What the exercise asks.
Will you quote precisely the lines that run from the top of the material below to the line containing "heuristic gate open.", both ends included?

Information supplied.

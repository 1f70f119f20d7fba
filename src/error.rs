use thiserror::Error;

/// Errors raised while building a [`Converter`](crate::Converter) or its parts.
///
/// Conversions themselves never fail; only construction can.
#[derive(Debug, Error)]
pub enum Error {
    #[error("invalid locale tag '{0}'")]
    InvalidLocale(String),

    #[error("invalid acronym '{entry}': {reason}")]
    InvalidAcronym { entry: String, reason: &'static str },

    #[error("failed to build acronym index")]
    AcronymIndex(#[from] fst::Error),
}

pub type Result<T, E = Error> = std::result::Result<T, E>;
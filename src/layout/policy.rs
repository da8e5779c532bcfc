//! Pluggable segmentation heuristics.
//!
//! The clusterer, run merger, paragraph joiner and table segmenter consult a
//! [`LineSegmentationPolicy`] at each decision point, so stricter rules can be
//! switched on without touching the stages themselves.
//!
//! # Available Policies
//!
//! - [`ReferencePolicy`]: every gate open (merge everything, join on the
//!   line-wrap flag, compare column counts only)
//! - [`StrictPolicy`]: gap-gated merging, heading/bullet aware joining and
//!   column alignment checks

use crate::config::{PolicyKind, ReconstructionConfig};
use crate::layout::text_block::{Line, TextItem};

/// Decision points shared by the reconstruction stages.
pub trait LineSegmentationPolicy: Send + Sync {
    /// Whether `next` is folded into `run`, the run immediately to its left.
    fn should_merge(&self, _run: &TextItem, _next: &TextItem) -> bool {
        true
    }

    /// Whether `next` may be appended to the paragraph ending in `current`.
    ///
    /// Only asked once the line-wrap flag of `current` is set and both lines
    /// hold a single run.
    fn continues_paragraph(&self, _current: &TextItem, _next: &TextItem) -> bool {
        true
    }

    /// Whether `row` lines up with `first_row`, the opening row of a table.
    ///
    /// Only asked for rows with the same number of items.
    fn row_aligns(&self, _first_row: &Line, _row: &Line) -> bool {
        true
    }

    /// Return the name of this policy for debugging.
    fn name(&self) -> &'static str;
}

/// Keeps every heuristic gate open.
#[derive(Debug, Clone, Copy, Default)]
pub struct ReferencePolicy;

impl LineSegmentationPolicy for ReferencePolicy {
    fn name(&self) -> &'static str {
        "ReferencePolicy"
    }
}

/// Geometry-aware heuristics.
///
/// - runs merge only across gaps narrower than `merge_gap`
/// - headings (font noticeably larger than body) and bullet items never
///   join the paragraph above them, and a heading never absorbs the line
///   below it
/// - a table row must keep each cell between the neighbouring columns of
///   the first row
#[derive(Debug, Clone, Copy)]
pub struct StrictPolicy {
    merge_gap: f64,
    base_font_size: f64,
}

/// Font size ratio above which a run reads as a heading.
const HEADING_SIZE_RATIO: f64 = 1.2;

impl StrictPolicy {
    /// Create a strict policy.
    pub fn new(merge_gap: f64, base_font_size: f64) -> Self {
        Self {
            merge_gap,
            base_font_size,
        }
    }

    /// Build from the reconstruction settings.
    pub fn from_config(config: &ReconstructionConfig) -> Self {
        Self::new(config.merge_gap, config.base_font_size)
    }

    fn is_heading(&self, item: &TextItem) -> bool {
        item.font_size.abs() > self.base_font_size * HEADING_SIZE_RATIO
    }
}

impl LineSegmentationPolicy for StrictPolicy {
    fn should_merge(&self, run: &TextItem, next: &TextItem) -> bool {
        next.x - run.x_end < self.merge_gap
    }

    fn continues_paragraph(&self, current: &TextItem, next: &TextItem) -> bool {
        !self.is_heading(current) && !self.is_heading(next) && !starts_with_bullet(&next.text)
    }

    fn row_aligns(&self, first_row: &Line, row: &Line) -> bool {
        let columns = &first_row.items;
        row.len() == columns.len()
            && row.items.iter().enumerate().all(|(i, cell)| {
                let after_previous = i
                    .checked_sub(1)
                    .and_then(|previous| columns.get(previous))
                    .map_or(true, |previous_column| cell.x >= previous_column.x_end);
                let before_next = columns
                    .get(i + 1)
                    .map_or(true, |next_column| cell.x_end <= next_column.x);
                after_previous && before_next
            })
    }

    fn name(&self) -> &'static str {
        "StrictPolicy"
    }
}

/// Create the policy selected by the configuration.
pub fn create_policy(config: &ReconstructionConfig) -> Box<dyn LineSegmentationPolicy> {
    match config.policy {
        PolicyKind::Reference => Box::new(ReferencePolicy),
        PolicyKind::Strict => Box::new(StrictPolicy::from_config(config)),
    }
}

/// True for list item openers: a bullet glyph, or `-`/`*`/`N.`/`N)` followed
/// by whitespace.
pub fn starts_with_bullet(text: &str) -> bool {
    let text = text.trim_start();
    let mut chars = text.chars();
    match chars.next() {
        Some('•' | '◦' | '▪' | '‣' | '●') => true,
        Some('-' | '*') => chars.next().is_some_and(char::is_whitespace),
        Some(c) if c.is_ascii_digit() => {
            let rest = text.trim_start_matches(|c: char| c.is_ascii_digit());
            let mut rest = rest.chars();
            matches!(rest.next(), Some('.' | ')')) && rest.next().is_some_and(char::is_whitespace)
        },
        _ => false,
    }
}

#[cfg(test)]
mod tests {
    use super::*;

    fn item(text: &str, x: f64, x_end: f64) -> TextItem {
        TextItem::new(text, x, x_end, 100.0, 12.0)
    }

    #[test]
    fn test_reference_policy_keeps_gates_open() {
        let policy = ReferencePolicy;
        assert!(policy.should_merge(&item("a", 0.0, 10.0), &item("b", 500.0, 510.0)));
        assert!(policy.continues_paragraph(&item("a", 0.0, 10.0), &item("• b", 0.0, 10.0)));
        assert_eq!(policy.name(), "ReferencePolicy");
    }

    #[test]
    fn test_strict_merge_is_gap_gated() {
        let policy = StrictPolicy::new(5.0, 12.0);
        assert!(policy.should_merge(&item("Hel", 0.0, 20.0), &item("lo", 22.0, 30.0)));
        assert!(!policy.should_merge(&item("Name", 0.0, 20.0), &item("Age", 50.0, 60.0)));
    }

    #[test]
    fn test_strict_join_stops_at_bullets_and_headings() {
        let policy = StrictPolicy::new(5.0, 12.0);
        let body = item("wrapped text", 0.0, 100.0);
        assert!(policy.continues_paragraph(&body, &item("continues here", 0.0, 80.0)));
        assert!(!policy.continues_paragraph(&body, &item("• first point", 0.0, 80.0)));
        assert!(!policy.continues_paragraph(&body, &item("2. second point", 0.0, 80.0)));

        let mut heading = item("Introduction", 0.0, 100.0);
        heading.font_size = 18.0;
        assert!(!policy.continues_paragraph(&body, &heading));
    }

    #[test]
    fn test_strict_heading_keeps_following_line_out() {
        let policy = StrictPolicy::new(5.0, 12.0);
        let mut heading = item("Introduction", 0.0, 100.0).with_ends_line(true);
        heading.font_size = 18.0;
        assert!(!policy.continues_paragraph(&heading, &item("Body text", 0.0, 80.0)));
    }

    #[test]
    fn test_strict_row_alignment() {
        let policy = StrictPolicy::new(5.0, 12.0);
        let header = Line::with_items(
            100.0,
            vec![item("Name", 0.0, 40.0), item("Age", 100.0, 130.0)],
        );
        let aligned = Line::with_items(
            80.0,
            vec![item("Alice", 0.0, 35.0), item("30", 105.0, 120.0)],
        );
        let shifted = Line::with_items(
            60.0,
            vec![item("Bob the builder", 0.0, 110.0), item("41", 115.0, 130.0)],
        );
        assert!(policy.row_aligns(&header, &aligned));
        assert!(!policy.row_aligns(&header, &shifted));
    }

    #[test]
    fn test_starts_with_bullet() {
        assert!(starts_with_bullet("• item"));
        assert!(starts_with_bullet("  - item"));
        assert!(starts_with_bullet("* item"));
        assert!(starts_with_bullet("12. item"));
        assert!(starts_with_bullet("3) item"));
        assert!(!starts_with_bullet("-based approach"));
        assert!(!starts_with_bullet("2024 was a year"));
        assert!(!starts_with_bullet("3.14 is pi"));
        assert!(!starts_with_bullet(""));
    }

    #[test]
    fn test_create_policy() {
        let reference = create_policy(&ReconstructionConfig::default());
        assert_eq!(reference.name(), "ReferencePolicy");
        let strict = create_policy(&ReconstructionConfig::default().with_policy(PolicyKind::Strict));
        assert_eq!(strict.name(), "StrictPolicy");
    }
}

Answer for this exercise.
repository 1f70f119f20d7fba
filename src/error.rs
use thiserror::Error;

/// Errors raised while building a [`Converter`](crate::Converter) or its parts.
///
/// Conversions themselves never fail; only construction can.
#[derive(Debug, Error)]
pub enum Error {
    #[error("invalid locale tag '{0}'")]
    InvalidLocale(String),

    #[error("invalid acronym '{entry}': {reason}")]
    InvalidAcronym { entry: String, reason: &'static str },

    #[error("failed to build acronym index")]
    AcronymIndex(#[from] fst::Error),
}

pub type Result<T, E = Error> = std::result::Result<T, E>;
filename src/layout/policy.rs
repository da8e5779c532bcfc
//! Pluggable segmentation heuristics.
//!
//! The clusterer, run merger, paragraph joiner and table segmenter consult a
//! [`LineSegmentationPolicy`] at each decision point, so stricter rules can be
//! switched on without touching the stages themselves.
//!
//! # Available Policies
//!
//! - [`ReferencePolicy`]: every gate open (merge everything, join on the
//!   line-wrap flag, compare column counts only)
//! - [`StrictPolicy`]: gap-gated merging, heading/bullet aware joining and
//!   column alignment checks

use crate::config::{PolicyKind, ReconstructionConfig};
use crate::layout::text_block::{Line, TextItem};

/// Decision points shared by the reconstruction stages.
pub trait LineSegmentationPolicy: Send + Sync {
    /// Whether `next` is folded into `run`, the run immediately to its left.
    fn should_merge(&self, _run: &TextItem, _next: &TextItem) -> bool {
        true
    }

    /// Whether `next` may be appended to the paragraph ending in `current`.
    ///
    /// Only asked once the line-wrap flag of `current` is set and both lines
    /// hold a single run.
    fn continues_paragraph(&self, _current: &TextItem, _next: &TextItem) -> bool {
        true
    }

    /// Whether `row` lines up with `first_row`, the opening row of a table.
    ///
    /// Only asked for rows with the same number of items.
    fn row_aligns(&self, _first_row: &Line, _row: &Line) -> bool {
        true
    }

    /// Return the name of this policy for debugging.
    fn name(&self) -> &'static str;
}

/// Keeps every heuristic gate open.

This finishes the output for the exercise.